The Bible also allows for slavery and the stoning of adulterous wives. Would the speaker support those holy injunctions? God has clearly spoken about them, if you believe the Bible to be the word of God. But apparently God has a kind of variable infallibility index. The speaker is cherry-picking again.

And in what sense is the definition of marriage "watered down" by allowing gays to marry? Surely legalizing same-sex unions strengthens bonds, gives gays a greater stake in a free and peaceful society and makes the care of children of gay couples more stable and more loving.

I have said most of this stuff before, as longtime readers know. The problem here is that the speaker is Rick Warren, author of "The Purpose Driven Life" (clearly his purpose here is to prevent gay people from attaining equal rights) and, not incidentally, the man chosen by Barack Obama to give the invocation at his inaugural.

If Rick Warren had been a preacher who suggested that blacks not be allowed to intermarry with whites, or not allowed to vote, or not allowed to own property, he would not even be in the running for invocation giver. But somehow discrimination against gays is different. Gays must be made "different" in some way, so that the righteous will know whom to shun. Most of the ways of officially discriminating against gays and lesbians are prevented by the civil rights laws. But gay people shouldn't be first-class citizens. They shouldn't be able to marry the way "normal" people can.

Barack Obama apparently thinks that belief is OK, that people who hold it are part of his "big tent" philosophy. I agree that people of faith should be included in the administration, should be listened to and their concerns addressed. I believe in government support of faith-based charities, and oh what a terrible liberal I am. (Look at the work they did in the wake of Katrina. They're better at it than our secular government.)
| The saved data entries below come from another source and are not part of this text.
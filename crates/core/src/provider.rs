//! Provider traits — the abstraction over the language-model backend
//! and the optional re-transcription service.
//!
//! The language model is used purely as a *selector*: it is asked to
//! pick a scenario id and justify it, never to author caller-facing
//! text. Implementations live in the router crate.

use async_trait::async_trait;
use serde::{Deserialize, Serialize};

use crate::error::ProviderError;

/// A single completion request.
#[derive(Debug, Clone, Serialize, Deserialize)]
pub struct CompletionRequest {
    /// The model to use (e.g. "openai/gpt-4o-mini").
    pub model: String,

    /// System prompt — the selection contract.
    pub system_prompt: String,

    /// User prompt — the caller utterance plus candidate summaries.
    pub user_prompt: String,

    /// Temperature (low for deterministic selection).
    #[serde(default = "default_temperature")]
    pub temperature: f32,

    /// Maximum tokens to generate.
    #[serde(default, skip_serializing_if = "Option::is_none")]
    pub max_tokens: Option<u32>,

    /// Ask the provider for strict JSON output.
    #[serde(default)]
    pub json_mode: bool,
}

fn default_temperature() -> f32 {
    0.1
}

impl CompletionRequest {
    pub fn json(
        model: impl Into<String>,
        system_prompt: impl Into<String>,
        user_prompt: impl Into<String>,
    ) -> Self {
        Self {
            model: model.into(),
            system_prompt: system_prompt.into(),
            user_prompt: user_prompt.into(),
            temperature: default_temperature(),
            max_tokens: Some(1024),
            json_mode: true,
        }
    }
}

/// Token usage information.
#[derive(Debug, Clone, Copy, Default, Serialize, Deserialize)]
pub struct Usage {
    pub prompt_tokens: u32,
    pub completion_tokens: u32,
}

impl Usage {
    pub fn total(&self) -> u32 {
        self.prompt_tokens + self.completion_tokens
    }
}

/// A complete response from a provider.
#[derive(Debug, Clone, Serialize, Deserialize)]
pub struct CompletionResponse {
    /// Raw content — treated as untrusted by the router.
    pub content: String,

    /// Token usage for cost accounting.
    pub usage: Usage,

    /// Which model actually responded (may differ from requested).
    pub model: String,
}

/// The language-model seam used by Tier 3.
#[async_trait]
pub trait LanguageModelProvider: Send + Sync {
    /// A human-readable name for this provider (e.g. "openai").
    fn name(&self) -> &str;

    /// Send a request and get a complete response.
    async fn complete(
        &self,
        request: CompletionRequest,
    ) -> std::result::Result<CompletionResponse, ProviderError>;
}

/// Result of a one-time higher-fidelity re-transcription.
#[derive(Debug, Clone, Serialize, Deserialize)]
pub struct Retranscription {
    pub transcript: String,
    /// Confidence in percent (0–100).
    pub confidence_percent: f32,
}

/// Optional speech re-transcription seam.
///
/// Used once per call at most, when the upstream transcript confidence
/// falls in the uncertain band, and always bounded by a timeout.
#[async_trait]
pub trait TranscriptionProvider: Send + Sync {
    async fn retranscribe(
        &self,
        audio_ref: &str,
    ) -> std::result::Result<Retranscription, ProviderError>;
}
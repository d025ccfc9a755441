//! `introute resolve` — Run one utterance through the engine.

use chrono::Utc;
use introute_config::EngineConfig;
use introute_core::routing::CallContext;

use crate::wiring;

pub async fn run(
    template_id: String,
    utterance: String,
    offline: bool,
    stt_confidence: Option<f32>,
    audio_ref: Option<String>,
) -> Result<(), Box<dyn std::error::Error>> {
    let config = EngineConfig::load().map_err(|e| format!("Failed to load config: {e}"))?;
    let engine = wiring::build_engine(&config, offline).await?;

    let mut ctx = CallContext::new(
        format!("cli-{}", Utc::now().timestamp_millis()),
        template_id,
    );
    ctx.transcription_confidence = stt_confidence;
    ctx.audio_ref = audio_ref;

    let result = engine.resolve(&utterance, &ctx).await?;
    println!("{}", serde_json::to_string_pretty(&result)?);

    // Give the detached learning task a moment to land before exit.
    tokio::time::sleep(std::time::Duration::from_millis(200)).await;

    Ok(())
}
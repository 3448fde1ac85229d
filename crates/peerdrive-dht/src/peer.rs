//! Peer identity and addressing.
//!
//! A device is reached through a [`PeerAddress`]: the stable [`PeerId`] of
//! the device plus the socket it currently listens on. Addresses have a total
//! order (peer id bytes first, socket second) so every device sorting the same
//! set of addresses arrives at the same sequence without talking to anyone.

use std::net::SocketAddr;

use serde::{Deserialize, Serialize};

/// Unique peer identifier (256-bit hash of public key).
#[derive(Debug, Clone, Copy, PartialEq, Eq, Hash, PartialOrd, Ord, Serialize, Deserialize)]
pub struct PeerId(pub [u8; 32]);

impl PeerId {
    /// Create from raw bytes.
    pub const fn from_bytes(bytes: [u8; 32]) -> Self {
        Self(bytes)
    }

    /// Hash a public key to create a PeerId.
    pub fn from_public_key(pubkey: &[u8]) -> Self {
        let hash = blake3::hash(pubkey);
        Self(*hash.as_bytes())
    }

    /// Convert to hex string.
    pub fn to_hex(&self) -> String {
        hex::encode(self.0)
    }
}

impl std::fmt::Display for PeerId {
    fn fmt(&self, f: &mut std::fmt::Formatter<'_>) -> std::fmt::Result {
        write!(f, "{}...", &self.to_hex()[..8])
    }
}

/// Where a peer can be reached.
#[derive(Debug, Clone, Copy, PartialEq, Eq, Hash, PartialOrd, Ord, Serialize, Deserialize)]
pub struct PeerAddress {
    /// Stable device identity. Compared first.
    pub peer_id: PeerId,
    /// Current listen socket.
    pub socket: SocketAddr,
}

impl PeerAddress {
    pub fn new(peer_id: PeerId, socket: SocketAddr) -> Self {
        Self { peer_id, socket }
    }
}

impl std::fmt::Display for PeerAddress {
    fn fmt(&self, f: &mut std::fmt::Formatter<'_>) -> std::fmt::Result {
        write!(f, "{}@{}", self.peer_id, self.socket)
    }
}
We don't invite Nazis to speak at the inauguration. We don't invite Holocaust deniers. We don't invite officials of the Ku Klux Klan. There are plenty of ministers who personally oppose same-sex marriage but do not get involved in political battles, allowing their parishioners to vote their consciences as opposed to ordering them to support one side. For that matter, there are plenty of ministers who support same-sex marriage. They are men and women of God, scholars, people who minister to the sick and watch over the dying. They too have purpose-driven lives, and their purposes are rather more admirable than leading a fight to take away previously granted rights from gays and lesbians.

It was an easy trap to avoid, is what I'm saying. It was an easy statement to refrain from making. But Obama has chosen to start his administration with a bigot addressing God on behalf of the American people. Not the change I was hoping for.
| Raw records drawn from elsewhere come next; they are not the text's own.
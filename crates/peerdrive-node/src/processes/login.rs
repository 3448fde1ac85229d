//! Post-login process: refresh the directory and the master role.

use std::sync::Arc;
use std::time::Duration;

use async_trait::async_trait;
use peerdrive_process::{Process, ProcessContext, ProcessStep, RollbackReason, SequentialProcess};
use tracing::{info, warn};

use super::{ContactPeersStep, ContactResult};
use crate::error::Error;
use crate::models::Locations;
use crate::network::PeerMessenger;
use crate::session::SessionProvider;
use crate::storage::DirectoryStorage;

/// Scratch data of the post-login process.
#[derive(Debug, Default)]
pub struct LoginData {
    /// Directory as last stored in the DHT.
    pub stale: Option<Locations>,
    /// Version of `stale`, `None` if the user had no directory yet.
    pub stale_version: Option<u64>,
    /// Result of the liveness round.
    pub contact: Option<ContactResult>,
    /// Version written by [`PutLocationsStep`].
    pub written_version: Option<u64>,
}

impl LoginData {
    pub fn with_stale(stale: Locations) -> Self {
        Self {
            stale: Some(stale),
            ..Self::default()
        }
    }
}

/// Load the stored directory. A user without one starts from an empty set.
pub struct GetLocationsStep {
    sessions: SessionProvider,
    storage: Arc<dyn DirectoryStorage>,
}

impl GetLocationsStep {
    pub fn new(sessions: SessionProvider, storage: Arc<dyn DirectoryStorage>) -> Self {
        Self { sessions, storage }
    }
}

#[async_trait]
impl ProcessStep<LoginData> for GetLocationsStep {
    fn name(&self) -> &str {
        "get-locations"
    }

    async fn execute(&mut self, ctx: &mut ProcessContext<LoginData>) -> Result<(), RollbackReason> {
        let session = self
            .sessions
            .current()
            .map_err(|e| ctx.fail("cannot read locations").with_cause(e))?;

        let (stale, version) = match self.storage.read_locations(&session.user_id).await {
            Ok(read) => (read.value, Some(read.version)),
            Err(Error::NotFound(_)) => {
                info!("No locations stored for {}, starting fresh", session.user_id);
                (Locations::new(session.user_id.clone()), None)
            }
            Err(e) => return Err(ctx.fail("cannot read locations").with_cause(e)),
        };

        let data = ctx.data_mut();
        data.stale = Some(stale);
        data.stale_version = version;
        Ok(())
    }
}

/// Store the rebuilt directory and take on the elected role.
///
/// The write names the version read by [`GetLocationsStep`]; a concurrent
/// login on another device makes it fail with a version conflict, which fails
/// the process. Rollback puts the stale directory back.
pub struct PutLocationsStep {
    sessions: SessionProvider,
    storage: Arc<dyn DirectoryStorage>,
}

impl PutLocationsStep {
    pub fn new(sessions: SessionProvider, storage: Arc<dyn DirectoryStorage>) -> Self {
        Self { sessions, storage }
    }
}

#[async_trait]
impl ProcessStep<LoginData> for PutLocationsStep {
    fn name(&self) -> &str {
        "put-locations"
    }

    async fn execute(&mut self, ctx: &mut ProcessContext<LoginData>) -> Result<(), RollbackReason> {
        let Some(contact) = ctx.data().contact.clone() else {
            return Err(ctx.fail("no peer contact result to store"));
        };

        let version = self
            .storage
            .write_locations(&contact.locations, ctx.data().stale_version)
            .await
            .map_err(|e| ctx.fail("cannot store locations").with_cause(e))?;

        ctx.data_mut().written_version = Some(version);
        self.sessions.set_master(contact.is_master);
        if contact.is_master {
            info!("This node is the master for {}", contact.locations.user_id());
        }
        Ok(())
    }

    async fn rollback(&mut self, ctx: &mut ProcessContext<LoginData>) -> Result<(), RollbackReason> {
        let Some(written) = ctx.data_mut().written_version.take() else {
            return Ok(());
        };
        self.sessions.set_master(false);

        let Some(stale) = ctx.data().stale.clone() else {
            return Ok(());
        };
        warn!("Restoring previous locations of {}", stale.user_id());
        self.storage
            .write_locations(&stale, Some(written))
            .await
            .map(|_| ())
            .map_err(|e| ctx.fail("cannot restore locations").with_cause(e))
    }
}

/// Build the process run after a user logged in on this node.
pub fn post_login_process(
    sessions: SessionProvider,
    storage: Arc<dyn DirectoryStorage>,
    messenger: Arc<dyn PeerMessenger>,
    contact_window: Duration,
) -> Process {
    let sequence = SequentialProcess::new("post-login")
        .with_step(GetLocationsStep::new(sessions.clone(), Arc::clone(&storage)))
        .with_step(ContactPeersStep::new(sessions.clone(), messenger, contact_window))
        .with_step(PutLocationsStep::new(sessions, storage));
    Process::new(sequence, LoginData::default())
}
There are all sorts of swell people streaming into Washington to celebrate the election of Barack Obama and to work for him. Also not swell people.

Saturday, December 20, 2008

Jerry Brown Comes Around

Maybe Jerry Brown took Derald Granberg's advice after all. Maybe he did the research and discovered that he was not legally obligated to represent in court a law which he does not support and which is not legally defensible. Maybe he just had a change of heart. But for whatever reason, the California state Attorney General has reversed his earlier position and done the right thing: He has announced that he will not argue in favor of the divisive anti-civil rights initiative passed in November and will instead ask the state Supreme Court to overturn Prop. 8, and restore the freedom for all citizens of the Golden State to marry whomever they choose. This is very good news, especially given that the bigots behind Prop. 8 are now asking the court to nullify some 18,000 marriages that were performed in this state -- including the one that united my mother and her partner -- since the ruling allowing marriage equality came down. How these hate-mongers can say with a straight face that they are "not trying to take away anyone's rights," is beyond me. They are attempting to institute discrimination, to codify bigotry, plain and simple. They want to deny rights that should be absolute to every citizen in this state and this country to an entire class of people based solely on their sexual orientation. This is wrong. It's hateful and divisive and it's wrong.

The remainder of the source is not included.